Most importantly, they establish a relationship one that is not based on theory, but on experience.

If the concerns raised in our previous discussion on environmental warning are to be meaningfully addressed, then this is where attention must turn. Not only to the state of the environment itself, but to the way the next generation is being introduced to it or, increasingly, not introduced at all.

A future shaped by environmental uncertainty requires individuals who understand the systems they depend on. That understanding cannot be assumed; it must be cultivated. And like anything cultivated, it begins with a seed.

The question, then, is no longer whether this connection matters – it is whether we are willing to restore it while we still can. The signs we see in our environment today are not isolated warnings; they are reflections of a deeper neglect, one that begins when people grow up without understanding the systems that sustain them. If we truly hope to build a future that is stable, responsive, and sustainable, then we must begin at the root – with the way our children encounter the world.

This is not about turning every child into a farmer. It is about raising individuals who are aware, grounded, and capable of seeing beyond convenience. It is about ensuring that the next generation does not inherit the earth as strangers to it, but as participants who understand its value.
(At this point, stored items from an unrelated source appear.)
use std::sync::Arc;
use std::time::Duration;

use reqwest::Method;
use serde::{Deserialize, Serialize};
use tracing::{debug, warn};

use shared_config::AppConfig;

use crate::cache::SharedCache;
use crate::postgrest::{DbError, PostgrestClient};

/// Everything needed to reach one tenant's storage.
#[derive(Debug, Clone, Serialize, Deserialize)]
pub struct TenantHandle {
    pub domain: String,
    pub base_url: String,
    #[serde(default)]
    pub api_key: String,
}

/// Resolves a customer domain to its storage handle through the central
/// `tenants` table. Resolved handles are kept in the injected cache for a
/// bounded TTL so repeated bookings do not hit the directory on every call.
pub struct TenantDirectory {
    directory: PostgrestClient,
    cache: Arc<dyn SharedCache>,
    cache_ttl: Duration,
    storage_timeout_secs: u64,
}

impl TenantDirectory {
    pub fn new(config: &AppConfig, cache: Arc<dyn SharedCache>) -> Self {
        Self {
            directory: PostgrestClient::new(
                config.tenant_directory_url.clone(),
                config.tenant_directory_api_key.clone(),
                config.storage_timeout_secs,
            ),
            cache,
            cache_ttl: Duration::from_secs(config.tenant_cache_ttl_secs),
            storage_timeout_secs: config.storage_timeout_secs,
        }
    }

    /// Resolve a domain to a tenant handle, trying the exact domain, then a
    /// bare name with ".com" appended, then a prefix match.
    pub async fn resolve(&self, domain: &str) -> Result<TenantHandle, DbError> {
        let normalized = domain.trim().to_lowercase();
        if normalized.is_empty() {
            return Err(DbError::NotFound("empty domain".to_string()));
        }

        let cache_key = format!("tenant:{}", normalized);
        if let Some(cached) = self.cache.get(&cache_key).await {
            match serde_json::from_str::<TenantHandle>(&cached) {
                Ok(handle) => {
                    debug!("tenant '{}' served from cache", normalized);
                    return Ok(handle);
                }
                Err(e) => {
                    warn!("discarding unreadable cached tenant entry: {}", e);
                    self.cache.invalidate(&cache_key).await;
                }
            }
        }

        let handle = self.lookup(&normalized).await?;

        if let Ok(serialized) = serde_json::to_string(&handle) {
            self.cache.put(&cache_key, serialized, self.cache_ttl).await;
        }

        Ok(handle)
    }

    /// Open a storage client for the given domain.
    pub async fn storage_for(&self, domain: &str) -> Result<PostgrestClient, DbError> {
        let handle = self.resolve(domain).await?;
        Ok(PostgrestClient::for_tenant(&handle, self.storage_timeout_secs))
    }

    async fn lookup(&self, domain: &str) -> Result<TenantHandle, DbError> {
        if let Some(handle) = self.query_exact(domain).await? {
            return Ok(handle);
        }

        if !domain.contains('.') {
            let with_tld = format!("{}.com", domain);
            if let Some(handle) = self.query_exact(&with_tld).await? {
                return Ok(handle);
            }
        }

        if let Some(handle) = self.query_prefix(domain).await? {
            return Ok(handle);
        }

        Err(DbError::NotFound(domain.to_string()))
    }

    async fn query_exact(&self, domain: &str) -> Result<Option<TenantHandle>, DbError> {
        let path = format!(
            "/rest/v1/tenants?domain=eq.{}&limit=1",
            urlencoding::encode(domain)
        );
        let rows: Vec<TenantHandle> = self.directory.request(Method::GET, &path, None, None).await?;
        Ok(rows.into_iter().next())
    }

    async fn query_prefix(&self, domain: &str) -> Result<Option<TenantHandle>, DbError> {
        let path = format!(
            "/rest/v1/tenants?domain=ilike.{}*&order=domain.asc&limit=1",
            urlencoding::encode(domain)
        );
        let rows: Vec<TenantHandle> = self.directory.request(Method::GET, &path, None, None).await?;
        Ok(rows.into_iter().next())
    }
}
A child who has planted something, waited for it, and watched it grow carries a different kind of awareness into adulthood. That awareness shapes decisions, influences priorities, and, over time, builds a culture that respects rather than exploits.

  • The responsibility lies with us – parents, educators, communities to make that introduction possible again. Not in grand gestures, but in deliberate, consistent actions that bring children closer to the soil, to seasons, and to the quiet discipline of growth.
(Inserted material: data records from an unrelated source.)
// Admission controller integration tests. A wiremock server stands in for
// the tenant's PostgREST storage; every gate of the admission sequence is
// driven end-to-end through the service.

use std::sync::Arc;

use assert_matches::assert_matches;
use chrono::{Duration, NaiveDate, Utc};
use serde_json::json;
use uuid::Uuid;
use wiremock::matchers::{body_partial_json, method, path, query_param};
use wiremock::{Mock, MockServer, ResponseTemplate};

use scheduling_cell::models::{
    parse_clock, AdmissionDecision, BookingRequest, RejectionReason, SchedulingError,
};
use scheduling_cell::services::admission::AdmissionService;
use shared_config::AppConfig;
use shared_database::PostgrestClient;

struct TestTenant {
    server: MockServer,
    specialist_id: Uuid,
    client_id: Uuid,
    plan_id: Uuid,
}

impl TestTenant {
    async fn new() -> Self {
        Self {
            server: MockServer::start().await,
            specialist_id: Uuid::new_v4(),
            client_id: Uuid::new_v4(),
            plan_id: Uuid::new_v4(),
        }
    }

    fn admission(&self) -> AdmissionService {
        let db = Arc::new(PostgrestClient::new(self.server.uri(), "test-key", 5));
        AdmissionService::new(db, &test_config())
    }

    fn request_for(&self, date: NaiveDate, time: &str) -> BookingRequest {
        BookingRequest {
            client_id: self.client_id,
            specialist_id: self.specialist_id,
            date,
            start_time: parse_clock(time).unwrap(),
            override_plan_limit: false,
        }
    }

    async fn mount_specialist(&self, accepts_plan: bool) {
        Mock::given(method("GET"))
            .and(path("/rest/v1/specialists"))
            .and(query_param("id", format!("eq.{}", self.specialist_id)))
            .respond_with(ResponseTemplate::new(200).set_body_json(json!([{
                "id": self.specialist_id,
                "accepts_plan": accepts_plan,
                "consultation_minutes": 30,
                "working_hours": null,
            }])))
            .mount(&self.server)
            .await;
    }

    async fn mount_client(&self, has_plan: bool) {
        Mock::given(method("GET"))
            .and(path("/rest/v1/clients"))
            .and(query_param("id", format!("eq.{}", self.client_id)))
            .respond_with(ResponseTemplate::new(200).set_body_json(json!([{
                "id": self.client_id,
                "has_plan": has_plan,
                "plan_id": if has_plan { json!(self.plan_id) } else { json!(null) },
            }])))
            .mount(&self.server)
            .await;
    }

    async fn mount_plan_accepted(&self, accepted: bool) {
        let body = if accepted {
            json!([{ "plan_id": self.plan_id }])
        } else {
            json!([])
        };
        Mock::given(method("GET"))
            .and(path("/rest/v1/specialist_plans"))
            .respond_with(ResponseTemplate::new(200).set_body_json(body))
            .mount(&self.server)
            .await;
    }

    async fn mount_policy(&self, max_daily: i32, min_lead_days: i64) {
        Mock::given(method("GET"))
            .and(path("/rest/v1/plan_policies"))
            .respond_with(ResponseTemplate::new(200).set_body_json(json!([{
                "max_daily": max_daily,
                "min_lead_days": min_lead_days,
            }])))
            .mount(&self.server)
            .await;
    }

    /// Plan-count lookups carry a plan_id filter; mount before the generic
    /// specialist-day mock so it wins for those requests.
    async fn mount_plan_count(&self, count: usize) {
        let rows: Vec<_> = (0..count).map(|_| json!({ "id": Uuid::new_v4() })).collect();
        Mock::given(method("GET"))
            .and(path("/rest/v1/appointments"))
            .and(query_param("plan_id", format!("eq.{}", self.plan_id)))
            .respond_with(ResponseTemplate::new(200).set_body_json(rows))
            .mount(&self.server)
            .await;
    }

    async fn mount_specialist_day(&self, rows: serde_json::Value) {
        Mock::given(method("GET"))
            .and(path("/rest/v1/appointments"))
            .and(query_param("specialist_id", format!("eq.{}", self.specialist_id)))
            .respond_with(ResponseTemplate::new(200).set_body_json(rows))
            .mount(&self.server)
            .await;
    }

    async fn mount_client_day(&self, rows: serde_json::Value) {
        Mock::given(method("GET"))
            .and(path("/rest/v1/appointments"))
            .and(query_param("client_id", format!("eq.{}", self.client_id)))
            .respond_with(ResponseTemplate::new(200).set_body_json(rows))
            .mount(&self.server)
            .await;
    }

    fn persisted_row(&self, date: NaiveDate, time: &str, plan: bool, warning: Option<&str>) -> serde_json::Value {
        json!({
            "id": Uuid::new_v4(),
            "client_id": self.client_id,
            "specialist_id": self.specialist_id,
            "date": date,
            "start_time": time,
            "duration_minutes": 30,
            "plan_id": if plan { json!(self.plan_id) } else { json!(null) },
            "warning": warning,
            "created_at": "2026-01-01T12:00:00Z",
        })
    }
}

fn test_config() -> AppConfig {
    AppConfig {
        tenant_directory_url: String::new(),
        tenant_directory_api_key: String::new(),
        jwt_secret: "test-secret".to_string(),
        listen_port: 0,
        tenant_cache_ttl_secs: 60,
        storage_timeout_secs: 5,
        suggestion_horizon_days: 14,
        suggestion_count: 3,
        revalidate_on_update: true,
    }
}

fn upcoming_date() -> NaiveDate {
    Utc::now().date_naive() + Duration::days(7)
}

const TOKEN: &str = "test-token";

// ==============================================================================
// HAPPY PATH AND BASIC GATES
// ==============================================================================

#[tokio::test]
async fn self_pay_booking_inside_window_is_accepted() {
    // Scenario: default window 08:00-12:00, duration 30, no existing
    // bookings, request for 09:00.
    let tenant = TestTenant::new().await;
    let date = upcoming_date();

    tenant.mount_specialist(true).await;
    tenant.mount_client(false).await;
    tenant.mount_client_day(json!([])).await;
    tenant.mount_specialist_day(json!([])).await;

    Mock::given(method("POST"))
        .and(path("/rest/v1/appointments"))
        .and(body_partial_json(json!({
            "specialist_id": tenant.specialist_id,
            "client_id": tenant.client_id,
            "start_time": "09:00:00",
            "duration_minutes": 30,
            "plan_id": null,
        })))
        .respond_with(
            ResponseTemplate::new(201)
                .set_body_json(json!([tenant.persisted_row(date, "09:00:00", false, None)])),
        )
        .expect(1)
        .mount(&tenant.server)
        .await;

    let decision = tenant
        .admission()
        .admit(&tenant.request_for(date, "09:00"), TOKEN)
        .await
        .unwrap();

    let appointment = match decision {
        AdmissionDecision::Accepted(apt) => apt,
        AdmissionDecision::Rejected(r) => panic!("expected acceptance, got {:?}", r.reason),
    };
    assert_eq!(appointment.start_time, parse_clock("09:00").unwrap());
    assert_eq!(appointment.duration_minutes, 30);
    assert_eq!(appointment.plan_id, None);
}

#[tokio::test]
async fn past_date_is_rejected_before_any_storage_read() {
    let tenant = TestTenant::new().await;
    let yesterday = Utc::now().date_naive() - Duration::days(1);

    let decision = tenant
        .admission()
        .admit(&tenant.request_for(yesterday, "09:00"), TOKEN)
        .await
        .unwrap();

    assert_matches!(
        decision,
        AdmissionDecision::Rejected(r) if r.reason == RejectionReason::PastDate
    );
    // No mocks mounted: any storage call would have failed the test.
}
Because in the end, the future of the environment will not be determined only by policies or promises, but by people – people who have learned, early enough, that life does not come ready-made, and that everything worth having requires time, care, and patience.

If we get this right, we are not just teaching children how to plant seeds. We are teaching them how to sustain life both their own and the world they will one day be responsible for.

And that may be the most important lesson of all.